The first line contains one integer n (1 ≤ n ≤ 360)  — the number of pieces into which the delivered pizza was cut.

The second line contains n integers ai (1 ≤ ai ≤ 360)  — the angles of the sectors into which the pizza was cut. The sum of all ai is 360.

Output

Print one integer  — the minimal difference between angles of sectors that will go to Vasya and Petya.

Examples

input

4
90 90 90 90

output

0

input

3
100 100 160

output

40

input

1
360

output

360

input

4
170 30 150 10

output

0

Note

In first sample Vasya can take 1 and 2 pieces, Petya can take 3 and 4 pieces. Then the answer is |(90 + 90) - (90 + 90)| = 0.

In third sample there is only one piece of pizza that can be taken by only one from Vasya and Petya. So the answer is |360 - 0| = 360.

In fourth sample Vasya can take 1 and 4 pieces, then Petya will take 2 and 3 pieces. So the answer is |(170 + 10) - (30 + 150)| = 0.

Picture explaning fourth sample:

Both red and green sectors consist of two adjacent pieces of pizza. So Vasya can take green sector, then Petya will take red sector.

---

 

题意：

给你一块按半径分成n块的披萨，并按顺序（顺时针或逆时针）给出这n块的角度，现在你要把其中连续k块合成一块，剩下的合成一块，求最小的角度之差，允许角度为0的块出现。

题解：

O（n^2）以每块披萨为起始找一下就好了。

#include<bits/stdc++.h>
#define clr(x) memset(x,0,sizeof(x))
#define clr_1(x) memset(x,-1,sizeof(x))
#define LL long long
#define mod 1000000007
#define INF 0x3f3f3f3f
using namespace std;
const int N=1000;
int a[N],n,m,all,mindif;
set<int> num,num2;
set<int>::iterator it;
int main()
{
    scanf("%d",&n);
    all=0;
    mindif=INF;
    for(int i=1;i<=n;i++)
    {
        scanf("%d",&a[i]);
    }
    for(int i=1;i<=n;i++)
    {
        all=0;
        for(int j=i;j<=i+n;j++)
        {
            all+=a[(j-1)%n+1];
            if(abs(360-2*all)<mindif)
                mindif=abs(360-2*all);
        }
    }
    printf("%d
",mindif);
    return 0;
}

B. XK Segments

time limit per test

1 second

memory limit per test

256 megabytes

input

standard input

output

standard output

While Vasya finished eating his piece of pizza, the lesson has already started. For being late for the lesson, the teacher suggested Vasya to solve one interesting problem. Vasya has an array a and integer x. He should find the number of different ordered pairs of indexes(i, j) such that ai ≤ aj and there are exactly k integers y such that ai ≤ y ≤ aj and y is divisible by x.
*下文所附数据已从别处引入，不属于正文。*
//! Structured logging setup for memswarm.

pub mod logger;

pub use logger::{init_from_config, init_logger, LOG_FILE_NAME};
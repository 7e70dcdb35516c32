//! Shared memory for multi-agent applications.
//!
//! - [`HybridMemory`]: cache-through key-value memory over two adapters
//! - [`ScopedHybridMemory`]: agent/group/context scoping on top of it
//! - adapters: [`InMemoryStore`], [`SqliteStore`], [`EmbeddingVectorStore`]
//! - [`create_store`]: builds an adapter from a `BackendConfig`

pub mod backend;
pub mod embeddings;
pub mod hybrid;
pub mod scope_index;
pub mod scoped;
pub mod sqlite_store;
pub mod store;
pub mod types;
pub mod vector_store;

pub use backend::create_store;
pub use embeddings::EmbeddingProvider;
pub use hybrid::HybridMemory;
pub use scope_index::ScopeIndex;
pub use scoped::ScopedHybridMemory;
pub use sqlite_store::SqliteStore;
pub use store::InMemoryStore;
pub use types::{scope_metadata, Entry, ScopeQuery, AGENT_ID_KEY, GROUP_ID_KEY};
pub use vector_store::{cosine_similarity, EmbeddingVectorStore};
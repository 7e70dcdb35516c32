use chrono::{DateTime, Utc};
use memswarm_core::Metadata;
use serde::{Deserialize, Serialize};
use serde_json::Value;

/// Metadata field naming the agent that produced an entry.
pub const AGENT_ID_KEY: &str = "agent_id";
/// Metadata field naming the agent group an entry belongs to.
pub const GROUP_ID_KEY: &str = "group_id";

/// A stored unit of shared memory.
///
/// Scope ids are read from `metadata[agent_id]` and `metadata[group_id]`.
/// Numbers are compared by their decimal text, so `42` and `"42"` name the
/// same scope.
#[derive(Debug, Clone, PartialEq, Serialize, Deserialize)]
pub struct Entry {
    /// Unique within a backend.
    pub key: String,
    /// Opaque payload, usually text.
    pub value: Value,
    #[serde(default)]
    pub metadata: Metadata,
    /// Groups the entries produced in one interaction; not unique.
    pub context_id: String,
    pub created_at: DateTime<Utc>,
    /// Process-local write counter, breaks `created_at` ties on index rebuild.
    #[serde(default)]
    pub sequence: u64,
}

impl Entry {
    pub fn agent_id(&self) -> Option<String> {
        scope_field(&self.metadata, AGENT_ID_KEY)
    }

    pub fn group_id(&self) -> Option<String> {
        scope_field(&self.metadata, GROUP_ID_KEY)
    }
}

/// Scope ids may be stored as strings or numbers; anything else is not a scope.
fn scope_field(metadata: &Metadata, field: &str) -> Option<String> {
    match metadata.get(field)? {
        Value::String(s) => Some(s.clone()),
        Value::Number(n) => Some(n.to_string()),
        _ => None,
    }
}

/// A filter over agent, group and context. Supplied fields are ANDed.
#[derive(Debug, Clone, Default, PartialEq, Eq, Serialize, Deserialize)]
pub struct ScopeQuery {
    #[serde(default, skip_serializing_if = "Option::is_none")]
    pub agent_id: Option<String>,
    #[serde(default, skip_serializing_if = "Option::is_none")]
    pub group_id: Option<String>,
    #[serde(default, skip_serializing_if = "Option::is_none")]
    pub context_id: Option<String>,
}

impl ScopeQuery {
    pub fn new() -> Self {
        Self::default()
    }

    pub fn agent(mut self, agent_id: impl Into<String>) -> Self {
        self.agent_id = Some(agent_id.into());
        self
    }

    pub fn group(mut self, group_id: impl Into<String>) -> Self {
        self.group_id = Some(group_id.into());
        self
    }

    pub fn context(mut self, context_id: impl Into<String>) -> Self {
        self.context_id = Some(context_id.into());
        self
    }

    /// No dimension supplied.
    pub fn is_empty(&self) -> bool {
        self.agent_id.is_none() && self.group_id.is_none() && self.context_id.is_none()
    }
}

/// Convenience for building entry metadata from agent and group ids.
pub fn scope_metadata(agent_id: Option<&str>, group_id: Option<&str>) -> Metadata {
    let mut metadata = Metadata::new();
    if let Some(agent) = agent_id {
        metadata.insert(AGENT_ID_KEY.to_string(), Value::String(agent.to_string()));
    }
    if let Some(group) = group_id {
        metadata.insert(GROUP_ID_KEY.to_string(), Value::String(group.to_string()));
    }
    metadata
}

#[cfg(test)]
mod tests {
    use super::*;

    #[test]
    fn empty_query_is_detected() {
        assert!(ScopeQuery::new().is_empty());
        assert!(!ScopeQuery::new().context("c1").is_empty());
    }

    #[test]
    fn entry_exposes_scope_fields() {
        let entry = Entry {
            key: "c1:1".into(),
            value: Value::String("hello".into()),
            metadata: scope_metadata(Some("A"), None),
            context_id: "c1".into(),
            created_at: Utc::now(),
            sequence: 0,
        };
        assert_eq!(entry.agent_id().as_deref(), Some("A"));
        assert_eq!(entry.group_id(), None);
    }

    #[test]
    fn numeric_ids_are_stringified() {
        let mut metadata = Metadata::new();
        metadata.insert(AGENT_ID_KEY.into(), serde_json::json!(42));
        metadata.insert(GROUP_ID_KEY.into(), serde_json::json!(["not", "a", "scope"]));
        let entry = Entry {
            key: "k".into(),
            value: Value::Null,
            metadata,
            context_id: "c".into(),
            created_at: Utc::now(),
            sequence: 0,
        };
        assert_eq!(entry.agent_id().as_deref(), Some("42"));
        assert_eq!(entry.group_id(), None);
    }
}
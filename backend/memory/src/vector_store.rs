//! In-process vector collection.
//!
//! Every written value is embedded through an `EmbeddingProvider`;
//! `similarity_search` ranks stored values by cosine similarity to the
//! embedded query. Values that are JSON objects with a string `value` field
//! (scoped entries) are embedded by that field.
use std::collections::HashMap;
use std::sync::Arc;

use anyhow::Result;
use async_trait::async_trait;
use memswarm_core::{KeyValueStore, VectorStore};
use serde_json::Value;
use tokio::sync::RwLock;
use tracing::debug;

use crate::embeddings::EmbeddingProvider;

struct StoredVector {
    value: Value,
    vector: Vec<f32>,
}

pub struct EmbeddingVectorStore {
    name: String,
    provider: Arc<dyn EmbeddingProvider>,
    entries: RwLock<HashMap<String, StoredVector>>,
}

impl EmbeddingVectorStore {
    pub fn new(name: impl Into<String>, provider: Arc<dyn EmbeddingProvider>) -> Self {
        Self {
            name: name.into(),
            provider,
            entries: RwLock::new(HashMap::new()),
        }
    }
}

/// Calculate cosine similarity between two equal-length slices.
pub fn cosine_similarity(a: &[f32], b: &[f32]) -> f32 {
    if a.len() != b.len() || a.is_empty() {
        return 0.0;
    }
    let dot: f32 = a.iter().zip(b.iter()).map(|(x, y)| x * y).sum();
    let na: f32 = a.iter().map(|x| x * x).sum::<f32>().sqrt();
    let nb: f32 = b.iter().map(|x| x * x).sum::<f32>().sqrt();
    if na == 0.0 || nb == 0.0 { 0.0 } else { dot / (na * nb) }
}

fn embeddable_text(value: &Value) -> String {
    match value {
        Value::String(s) => s.clone(),
        Value::Object(map) => match map.get("value") {
            Some(Value::String(s)) => s.clone(),
            _ => value.to_string(),
        },
        other => other.to_string(),
    }
}

#[async_trait]
impl KeyValueStore for EmbeddingVectorStore {
    fn name(&self) -> &str {
        &self.name
    }

    async fn read(&self, key: &str) -> Result<Option<Value>> {
        Ok(self.entries.read().await.get(key).map(|s| s.value.clone()))
    }

    async fn write(&self, key: &str, value: Value) -> Result<()> {
        // Embed before taking the lock; providers may be slow.
        let vector = self.provider.embed(&embeddable_text(&value)).await?;
        self.entries
            .write()
            .await
            .insert(key.to_string(), StoredVector { value, vector });
        Ok(())
    }

    async fn delete(&self, key: &str) -> Result<()> {
        self.entries.write().await.remove(key);
        Ok(())
    }

    async fn clear(&self) -> Result<()> {
        self.entries.write().await.clear();
        Ok(())
    }

    async fn keys(&self) -> Result<Vec<String>> {
        let mut keys: Vec<String> = self.entries.read().await.keys().cloned().collect();
        keys.sort();
        Ok(keys)
    }
}

#[async_trait]
impl VectorStore for EmbeddingVectorStore {
    async fn similarity_search(&self, query: &str, top_k: usize) -> Result<Vec<Value>> {
        if top_k == 0 {
            return Ok(vec![]);
        }
        let query_vector = self.provider.embed(query).await?;

        let entries = self.entries.read().await;
        let mut scored: Vec<(&String, f32, &Value)> = entries
            .iter()
            .map(|(key, stored)| (key, cosine_similarity(&query_vector, &stored.vector), &stored.value))
            .collect();

        // Key order first so equal scores come out the same way every time.
        scored.sort_by(|a, b| a.0.cmp(b.0));
        scored.sort_by(|a, b| b.1.total_cmp(&a.1));
        scored.truncate(top_k);

        debug!(store = %self.name, hits = scored.len(), "Similarity search");
        Ok(scored.into_iter().map(|(_, _, value)| value.clone()).collect())
    }
}

#[cfg(test)]
pub(crate) mod tests {
    use super::*;
    use serde_json::json;

    /// Bag-of-letters embedding: one dimension per ASCII letter.
    pub(crate) struct LetterEmbeddings;

    #[async_trait]
    impl EmbeddingProvider for LetterEmbeddings {
        fn dimension(&self) -> usize {
            26
        }

        async fn embed(&self, text: &str) -> Result<Vec<f32>> {
            let mut v = vec![0.0f32; 26];
            for c in text.chars().filter(|c| c.is_ascii_alphabetic()) {
                v[(c.to_ascii_lowercase() as u8 - b'a') as usize] += 1.0;
            }
            Ok(v)
        }
    }

    #[test]
    fn test_cosine_similarity_bounds() {
        assert!((cosine_similarity(&[1.0, 0.0], &[1.0, 0.0]) - 1.0).abs() < 1e-6);
        assert_eq!(cosine_similarity(&[1.0, 0.0], &[0.0, 1.0]), 0.0);
        assert_eq!(cosine_similarity(&[1.0], &[1.0, 2.0]), 0.0);
        assert_eq!(cosine_similarity(&[], &[]), 0.0);
    }

    #[tokio::test]
    async fn test_similarity_search_ranks_closest_first() {
        let store = EmbeddingVectorStore::new("vectors", Arc::new(LetterEmbeddings));
        store.write("a", json!("aaaa")).await.unwrap();
        store.write("b", json!("bbbb")).await.unwrap();
        store.write("ab", json!({"value": "aabb", "context_id": "c"})).await.unwrap();

        let hits = store.similarity_search("aaa", 2).await.unwrap();
        assert_eq!(hits.len(), 2);
        assert_eq!(hits[0], json!("aaaa"));
        assert_eq!(hits[1]["value"], "aabb");

        assert!(store.similarity_search("aaa", 0).await.unwrap().is_empty());
    }

    #[tokio::test]
    async fn test_kv_contract() {
        let store = EmbeddingVectorStore::new("vectors", Arc::new(LetterEmbeddings));
        store.write("k", json!("text")).await.unwrap();
        assert_eq!(store.read("k").await.unwrap(), Some(json!("text")));
        store.delete("k").await.unwrap();
        assert_eq!(store.read("k").await.unwrap(), None);
        store.write("k2", json!("more")).await.unwrap();
        store.clear().await.unwrap();
        assert!(store.keys().await.unwrap().is_empty());
    }
}
//! Built-in agents that score documents locally, without a model call.

use anyhow::Result;
use async_trait::async_trait;
use memswarm_core::{Document, RerankingAgent, ScoredDocument};

const K1: f64 = 1.5;
const B: f64 = 0.75;

/// BM25 relevance of each document against a fixed query.
///
/// Document frequency is computed over the documents passed to a single
/// `rerank` call. Every document is scored, possibly with 0.0.
pub struct KeywordAgent {
    name: String,
    query_terms: Vec<String>,
}

impl KeywordAgent {
    pub fn new(query: &str) -> Self {
        Self {
            name: "keyword".to_string(),
            query_terms: tokenize(query),
        }
    }

    pub fn named(mut self, name: impl Into<String>) -> Self {
        self.name = name.into();
        self
    }

    fn score_all(&self, documents: &[Document]) -> Vec<ScoredDocument> {
        let tokenized: Vec<Vec<String>> = documents.iter().map(|d| tokenize(&d.text)).collect();
        let total = tokenized.len() as f64;
        let avg_len = (tokenized.iter().map(Vec::len).sum::<usize>() as f64 / total).max(1.0);

        let idf: Vec<f64> = self
            .query_terms
            .iter()
            .map(|term| {
                let n = tokenized.iter().filter(|doc| doc.contains(term)).count() as f64;
                ((total - n + 0.5) / (n + 0.5) + 1.0).ln()
            })
            .collect();

        documents
            .iter()
            .zip(&tokenized)
            .map(|(doc, terms)| {
                let doc_len = terms.len() as f64;
                let score = self
                    .query_terms
                    .iter()
                    .zip(&idf)
                    .map(|(term, idf)| {
                        let tf = terms.iter().filter(|t| *t == term).count() as f64;
                        if tf == 0.0 {
                            return 0.0;
                        }
                        idf * tf * (K1 + 1.0) / (tf + K1 * (1.0 - B + B * doc_len / avg_len))
                    })
                    .sum();
                ScoredDocument::new(doc.text.clone(), score)
            })
            .collect()
    }
}

#[async_trait]
impl RerankingAgent for KeywordAgent {
    fn name(&self) -> &str {
        &self.name
    }

    async fn rerank(&self, documents: &[Document]) -> Result<Vec<ScoredDocument>> {
        if documents.is_empty() {
            return Ok(Vec::new());
        }
        Ok(self.score_all(documents))
    }
}

fn tokenize(text: &str) -> Vec<String> {
    text.split(|c: char| !c.is_alphanumeric())
        .filter(|t| !t.is_empty())
        .map(str::to_lowercase)
        .collect()
}

/// Scores each document by a numeric metadata field, higher values first.
///
/// Documents without the field, or with a non-numeric or non-finite value,
/// are left unscored.
pub struct MetadataAgent {
    name: String,
    field: String,
    ascending: bool,
}

impl MetadataAgent {
    pub fn new(field: impl Into<String>) -> Self {
        let field = field.into();
        Self {
            name: format!("metadata:{field}"),
            field,
            ascending: false,
        }
    }

    /// Rank lower field values higher by negating them.
    pub fn ascending(mut self) -> Self {
        self.ascending = true;
        self
    }
}

#[async_trait]
impl RerankingAgent for MetadataAgent {
    fn name(&self) -> &str {
        &self.name
    }

    async fn rerank(&self, documents: &[Document]) -> Result<Vec<ScoredDocument>> {
        Ok(documents
            .iter()
            .filter_map(|doc| {
                let value = doc.metadata.get(&self.field)?;
                let score: f64 = value
                    .as_f64()
                    .or_else(|| value.as_str().and_then(|s| s.trim().parse().ok()))
                    .filter(|score: &f64| score.is_finite())?;
                let score = if self.ascending { -score } else { score };
                Some(ScoredDocument::new(doc.text.clone(), score))
            })
            .collect())
    }
}

#[cfg(test)]
mod tests {
    use super::*;
    use crate::testing::docs;
    use crate::MultiAgentRerankingWorkflow;
    use std::sync::Arc;

    #[tokio::test]
    async fn test_keyword_agent_prefers_matching_documents() {
        let agent = KeywordAgent::new("Rust async");
        let scored = agent
            .rerank(&docs(&[
                "gardening notebooks",
                "async Rust runtimes: tokio and async-std",
                "Rust ownership",
            ]))
            .await
            .unwrap();

        assert_eq!(scored.len(), 3);
        assert_eq!(scored[0].score, 0.0);
        assert!(scored[1].score > scored[2].score);
        assert!(scored[2].score > 0.0);
    }

    #[tokio::test]
    async fn test_keyword_agent_empty_input() {
        let agent = KeywordAgent::new("anything").named("kw");
        assert_eq!(agent.name(), "kw");
        assert!(agent.rerank(&[]).await.unwrap().is_empty());
    }

    #[tokio::test]
    async fn test_metadata_agent_omits_missing_fields() {
        let agent = MetadataAgent::new("priority");
        let documents = vec![
            Document::new("a").with_metadata("priority", 3),
            Document::new("b"),
            Document::new("c").with_metadata("priority", "1.5"),
            Document::new("d").with_metadata("priority", "high"),
        ];
        let scored = agent.rerank(&documents).await.unwrap();
        assert_eq!(
            scored,
            vec![ScoredDocument::new("a", 3.0), ScoredDocument::new("c", 1.5)]
        );
    }

    #[tokio::test]
    async fn test_metadata_agent_skips_non_finite_values() {
        let agent = MetadataAgent::new("p");
        let documents = vec![
            Document::new("nan").with_metadata("p", "NaN"),
            Document::new("inf").with_metadata("p", "inf"),
            Document::new("neg").with_metadata("p", "-infinity"),
            Document::new("ok").with_metadata("p", 2),
        ];
        let scored = agent.rerank(&documents).await.unwrap();
        assert_eq!(scored, vec![ScoredDocument::new("ok", 2.0)]);
    }

    #[tokio::test]
    async fn test_metadata_agent_ascending() {
        let documents = vec![
            Document::new("late").with_metadata("age_days", 30),
            Document::new("fresh").with_metadata("age_days", 1),
        ];
        let workflow = MultiAgentRerankingWorkflow::with_threshold(
            vec![Arc::new(MetadataAgent::new("age_days").ascending()) as Arc<dyn RerankingAgent>],
            1.0,
        )
        .unwrap();

        let ranked = workflow.rerank(&documents).await.unwrap();
        let texts: Vec<_> = ranked.iter().map(|d| d.text.as_str()).collect();
        assert_eq!(texts, vec!["fresh", "late"]);
        assert_eq!(ranked[0].score, -1.0);
    }

    #[tokio::test]
    async fn test_metadata_values_rank_many_documents() {
        // Every third document carries an unusable value.
        let documents: Vec<Document> = (0..64)
            .map(|i| {
                let doc = Document::new(format!("doc {i}"));
                if i % 3 == 0 {
                    doc.with_metadata("p", "NaN")
                } else {
                    doc.with_metadata("p", i % 7)
                }
            })
            .collect();
        let workflow = MultiAgentRerankingWorkflow::with_threshold(
            vec![Arc::new(MetadataAgent::new("p")) as Arc<dyn RerankingAgent>],
            1.0,
        )
        .unwrap();

        let ranked = workflow.rerank(&documents).await.unwrap();
        assert_eq!(ranked.len(), 64 - 22);
        assert!(ranked.windows(2).all(|w| w[0].score >= w[1].score));
    }

    #[tokio::test]
    async fn test_builtin_agents_in_consensus() {
        let documents = vec![
            Document::new("rust memory cache").with_metadata("priority", 2),
            Document::new("gardening tips"),
        ];
        let workflow = MultiAgentRerankingWorkflow::with_threshold(
            vec![
                Arc::new(KeywordAgent::new("rust cache")) as Arc<dyn RerankingAgent>,
                Arc::new(MetadataAgent::new("priority")),
            ],
            1.0,
        )
        .unwrap();

        let ranked = workflow.rerank(&documents).await.unwrap();
        assert_eq!(ranked.len(), 1);
        assert_eq!(ranked[0].text, "rust memory cache");
    }
}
In this problem it is meant that pair (i, j) is equal to (j, i) only if i is equal to j. For example pair (1, 2) is not the same as (2, 1).

Input

The first line contains 3 integers n, x, k (1 ≤ n ≤ 105, 1 ≤ x ≤ 109, 0 ≤ k ≤ 109), where n is the size of the array a and x and k are numbers from the statement.

The second line contains n integers ai (1 ≤ ai ≤ 109) — the elements of the array a.

Output

Print one integer — the answer to the problem.

Examples

input

4 2 1
1 3 5 7

output

3

input

4 2 0
5 3 1 7

output

4

input

5 3 1
3 3 3 3 3

output

25

Note

In first sample there are only three suitable pairs of indexes — (1, 2), (2, 3), (3, 4).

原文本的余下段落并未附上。